§ Your goal:
Look through the material below and copy exactly the lines from the line with "use std::path::Path;" to the line with "and comment lines.", those two lines included.

§ Task inputs:
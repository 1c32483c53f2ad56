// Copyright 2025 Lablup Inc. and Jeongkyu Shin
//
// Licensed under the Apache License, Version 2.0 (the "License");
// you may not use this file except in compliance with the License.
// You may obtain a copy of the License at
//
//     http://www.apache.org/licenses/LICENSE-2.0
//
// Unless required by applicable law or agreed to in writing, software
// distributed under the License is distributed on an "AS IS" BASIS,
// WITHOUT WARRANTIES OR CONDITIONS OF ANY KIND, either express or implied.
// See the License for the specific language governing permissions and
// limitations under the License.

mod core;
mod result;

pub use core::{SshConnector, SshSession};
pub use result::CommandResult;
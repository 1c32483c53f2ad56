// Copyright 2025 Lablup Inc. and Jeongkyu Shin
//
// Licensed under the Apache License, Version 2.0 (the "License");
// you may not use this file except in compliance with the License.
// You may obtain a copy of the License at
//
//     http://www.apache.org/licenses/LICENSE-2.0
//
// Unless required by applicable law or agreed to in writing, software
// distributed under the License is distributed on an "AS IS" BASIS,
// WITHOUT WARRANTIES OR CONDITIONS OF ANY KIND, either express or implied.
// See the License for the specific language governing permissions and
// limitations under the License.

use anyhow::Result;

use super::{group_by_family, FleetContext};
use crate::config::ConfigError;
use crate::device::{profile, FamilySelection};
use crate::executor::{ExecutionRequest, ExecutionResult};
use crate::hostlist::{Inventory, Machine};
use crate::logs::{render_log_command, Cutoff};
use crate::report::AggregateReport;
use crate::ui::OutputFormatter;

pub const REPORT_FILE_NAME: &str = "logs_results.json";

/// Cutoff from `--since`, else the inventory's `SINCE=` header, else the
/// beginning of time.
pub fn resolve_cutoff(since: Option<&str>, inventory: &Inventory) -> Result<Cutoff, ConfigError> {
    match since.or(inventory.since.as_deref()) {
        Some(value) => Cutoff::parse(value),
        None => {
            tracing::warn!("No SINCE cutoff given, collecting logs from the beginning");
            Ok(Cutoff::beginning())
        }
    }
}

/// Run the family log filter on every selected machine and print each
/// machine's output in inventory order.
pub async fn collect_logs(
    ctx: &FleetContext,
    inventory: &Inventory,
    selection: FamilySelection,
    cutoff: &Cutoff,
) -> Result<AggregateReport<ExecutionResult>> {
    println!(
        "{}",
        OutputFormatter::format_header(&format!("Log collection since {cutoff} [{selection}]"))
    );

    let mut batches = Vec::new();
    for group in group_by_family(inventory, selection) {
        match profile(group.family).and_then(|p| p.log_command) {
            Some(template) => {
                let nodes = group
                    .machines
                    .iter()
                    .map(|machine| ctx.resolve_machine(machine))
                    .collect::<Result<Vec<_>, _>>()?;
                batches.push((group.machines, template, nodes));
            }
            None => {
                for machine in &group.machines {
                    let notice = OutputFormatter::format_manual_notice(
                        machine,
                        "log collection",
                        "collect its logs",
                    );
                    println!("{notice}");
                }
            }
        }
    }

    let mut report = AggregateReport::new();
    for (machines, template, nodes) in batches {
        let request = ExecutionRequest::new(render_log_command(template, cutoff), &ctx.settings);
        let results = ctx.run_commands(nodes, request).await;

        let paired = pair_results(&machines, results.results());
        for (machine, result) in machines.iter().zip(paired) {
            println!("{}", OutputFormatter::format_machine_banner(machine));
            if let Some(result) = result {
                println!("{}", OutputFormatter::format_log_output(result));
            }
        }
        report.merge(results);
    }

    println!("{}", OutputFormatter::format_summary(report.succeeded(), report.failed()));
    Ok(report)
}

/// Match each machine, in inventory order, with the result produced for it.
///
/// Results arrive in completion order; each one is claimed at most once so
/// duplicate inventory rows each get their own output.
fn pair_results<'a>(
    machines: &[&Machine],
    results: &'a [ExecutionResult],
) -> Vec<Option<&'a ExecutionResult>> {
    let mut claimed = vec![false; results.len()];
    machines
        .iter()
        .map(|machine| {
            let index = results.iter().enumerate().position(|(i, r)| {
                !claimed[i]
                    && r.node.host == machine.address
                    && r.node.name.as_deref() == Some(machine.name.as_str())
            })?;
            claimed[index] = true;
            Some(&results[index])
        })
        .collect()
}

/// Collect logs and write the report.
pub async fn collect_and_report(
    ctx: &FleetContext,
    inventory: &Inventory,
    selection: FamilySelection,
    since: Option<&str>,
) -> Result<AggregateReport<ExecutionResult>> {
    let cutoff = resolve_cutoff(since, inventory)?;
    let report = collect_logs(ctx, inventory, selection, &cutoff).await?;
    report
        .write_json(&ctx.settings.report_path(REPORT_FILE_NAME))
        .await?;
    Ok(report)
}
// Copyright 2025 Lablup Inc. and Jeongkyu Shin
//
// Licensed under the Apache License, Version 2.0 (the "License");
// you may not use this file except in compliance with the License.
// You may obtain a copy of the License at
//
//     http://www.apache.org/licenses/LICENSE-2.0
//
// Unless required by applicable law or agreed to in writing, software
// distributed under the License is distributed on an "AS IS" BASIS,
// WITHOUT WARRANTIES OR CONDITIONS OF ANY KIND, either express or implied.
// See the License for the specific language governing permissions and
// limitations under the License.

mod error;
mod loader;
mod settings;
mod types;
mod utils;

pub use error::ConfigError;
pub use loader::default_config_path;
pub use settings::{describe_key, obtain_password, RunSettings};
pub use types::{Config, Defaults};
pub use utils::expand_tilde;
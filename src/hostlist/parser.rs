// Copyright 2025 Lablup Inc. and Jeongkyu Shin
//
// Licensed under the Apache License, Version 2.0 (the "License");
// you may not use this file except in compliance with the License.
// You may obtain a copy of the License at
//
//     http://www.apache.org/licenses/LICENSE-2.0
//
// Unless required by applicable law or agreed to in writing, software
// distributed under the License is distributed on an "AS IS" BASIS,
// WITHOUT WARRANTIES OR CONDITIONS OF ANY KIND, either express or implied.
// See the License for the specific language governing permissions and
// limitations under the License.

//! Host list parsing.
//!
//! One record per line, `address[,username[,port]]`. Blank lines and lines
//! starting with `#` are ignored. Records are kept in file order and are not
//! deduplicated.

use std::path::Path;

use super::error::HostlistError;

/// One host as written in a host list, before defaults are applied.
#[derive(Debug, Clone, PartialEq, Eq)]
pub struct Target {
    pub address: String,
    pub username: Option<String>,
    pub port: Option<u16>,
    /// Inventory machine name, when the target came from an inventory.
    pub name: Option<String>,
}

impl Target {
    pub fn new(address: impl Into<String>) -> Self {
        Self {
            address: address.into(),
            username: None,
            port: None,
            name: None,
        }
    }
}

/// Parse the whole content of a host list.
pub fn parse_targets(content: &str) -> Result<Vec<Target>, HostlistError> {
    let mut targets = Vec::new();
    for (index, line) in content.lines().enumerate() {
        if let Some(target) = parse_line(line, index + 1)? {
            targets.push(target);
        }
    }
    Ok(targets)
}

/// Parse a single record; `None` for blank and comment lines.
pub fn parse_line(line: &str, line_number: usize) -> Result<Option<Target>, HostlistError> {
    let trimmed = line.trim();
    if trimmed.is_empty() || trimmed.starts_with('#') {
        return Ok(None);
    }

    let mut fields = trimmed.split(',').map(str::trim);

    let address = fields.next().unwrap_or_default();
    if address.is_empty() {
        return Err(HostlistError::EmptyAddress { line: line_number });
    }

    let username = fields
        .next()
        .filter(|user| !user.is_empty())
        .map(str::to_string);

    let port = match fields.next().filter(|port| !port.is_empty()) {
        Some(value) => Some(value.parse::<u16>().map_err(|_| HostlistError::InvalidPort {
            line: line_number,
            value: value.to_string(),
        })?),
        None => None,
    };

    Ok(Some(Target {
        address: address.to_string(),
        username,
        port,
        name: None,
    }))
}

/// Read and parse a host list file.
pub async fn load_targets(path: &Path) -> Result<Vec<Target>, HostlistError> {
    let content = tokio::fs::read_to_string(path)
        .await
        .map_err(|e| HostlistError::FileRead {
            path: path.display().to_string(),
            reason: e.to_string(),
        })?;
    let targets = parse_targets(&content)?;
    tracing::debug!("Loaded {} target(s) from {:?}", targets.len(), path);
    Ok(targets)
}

§ Answer section:
use std::path::Path;

use super::error::HostlistError;

/// One host as written in a host list, before defaults are applied.
#[derive(Debug, Clone, PartialEq, Eq)]
pub struct Target {
    pub address: String,
    pub username: Option<String>,
    pub port: Option<u16>,
    /// Inventory machine name, when the target came from an inventory.
    pub name: Option<String>,
}

impl Target {
    pub fn new(address: impl Into<String>) -> Self {
        Self {
            address: address.into(),
            username: None,
            port: None,
            name: None,
        }
    }
}

/// Parse the whole content of a host list.
pub fn parse_targets(content: &str) -> Result<Vec<Target>, HostlistError> {
    let mut targets = Vec::new();
    for (index, line) in content.lines().enumerate() {
        if let Some(target) = parse_line(line, index + 1)? {
            targets.push(target);
        }
    }
    Ok(targets)
}

/// Parse a single record; `None` for blank and comment lines.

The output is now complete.